ACTIVITY:
Reproduce the material that follows, please, but only from its first line to the line containing "ownship clear. When", inclusive.

DATA SECTION:
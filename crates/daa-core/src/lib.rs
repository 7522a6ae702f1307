//! daa-core - Detect-and-avoid logic for unmanned aircraft
//!
//! Given the state of an ownship and a set of traffic aircraft, this crate
//! answers two coupled questions: is there (or will there soon be) a loss
//! of safe separation, and at what severity; and which ranges of heading,
//! ground speed, vertical speed, and altitude keep the ownship clear. When
//! every maneuver is in conflict it computes recovery bands: the maneuvers
//! that restore separation as soon as possible.
//!
//! This crate contains the domain models and the band/alerting algorithms
//! with NO networking dependencies.

pub mod alerting;
pub mod bands;
pub mod criteria;
pub mod daidalus;
pub mod detection;
pub mod errlog;
pub mod geom;
pub mod interval;
pub mod kinematics;
pub mod params;
pub mod pvs;
pub mod sequence;
pub mod state;
pub mod units;
pub mod urgency;

pub use alerting::{AlertInfo, AlertThresholds, Alertor};
pub use bands::{BandsRegion, KinematicBands};
pub use daidalus::Daidalus;
pub use detection::{CdCylinder, ConflictData, Detector, LossData, Tcas3d, WcvTable, WcvTaumod};
pub use errlog::ErrorLog;
pub use geom::{Position, Vect2, Vect3, Velocity};
pub use interval::{Integerval, Interval, IntervalSet};
pub use params::Parameters;
pub use sequence::{SequenceWalker, StateSequence};
pub use state::{OwnshipState, TrafficState};
pub use urgency::UrgencyStrategy;
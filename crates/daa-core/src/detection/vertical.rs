//! Vertical encounter geometry shared by the detector variants.

use crate::geom::vect::{almost_equals, sign};

/// Time at which sz + t vz = eps * sign(vz) * h. `eps = -1` is the entry
/// into the slab |z| <= h, `eps = 1` the exit. Requires `vz` nonzero.
pub fn theta_h(sz: f64, vz: f64, eps: i32, h: f64) -> f64 {
    (f64::from(eps * sign(vz)) * h - sz) / vz
}

/// Time to co-altitude; negative when the aircraft are vertically diverging.
pub fn time_coalt(sz: f64, vz: f64) -> f64 {
    if almost_equals(vz, 0.0) {
        -1.0
    } else {
        -sz / vz
    }
}

/// Instantaneous vertical well-clear violation: inside the altitude slab, or
/// converging with time to co-altitude within `tcoa`.
pub fn vertical_wcv(zthr: f64, tcoa: f64, sz: f64, vz: f64) -> bool {
    sz.abs() <= zthr
        || (!almost_equals(vz, 0.0) && sz * vz <= 0.0 && {
            let t = time_coalt(sz, vz);
            0.0 <= t && t <= tcoa
        })
}

/// Vertical well-clear interval within [b, t]. Entry is through the larger
/// of the altitude slab and the co-altitude horizon; exit is through the
/// altitude slab.
pub fn vertical_wcv_interval(zthr: f64, tcoa: f64, b: f64, t: f64, sz: f64, vz: f64) -> (f64, f64) {
    if almost_equals(vz, 0.0) {
        if sz.abs() <= zthr {
            return (b, t);
        }
        return (t, b); // empty
    }
    let act_h = zthr.max(vz.abs() * tcoa);
    let tentry = theta_h(sz, vz, -1, act_h);
    let texit = theta_h(sz, vz, 1, zthr);
    if t < tentry || texit < b {
        return (t, b); // empty
    }
    (tentry.max(b), texit.min(t))
}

RESULT OF THIS EXERCISE:
filename crates/daa-core/src/lib.rs
repository 7522a6ae702f1307
//! daa-core - Detect-and-avoid logic for unmanned aircraft
//!
//! Given the state of an ownship and a set of traffic aircraft, this crate
//! answers two coupled questions: is there (or will there soon be) a loss
//! of safe separation, and at what severity; and which ranges of heading,
//! ground speed, vertical speed, and altitude keep the ownship clear. When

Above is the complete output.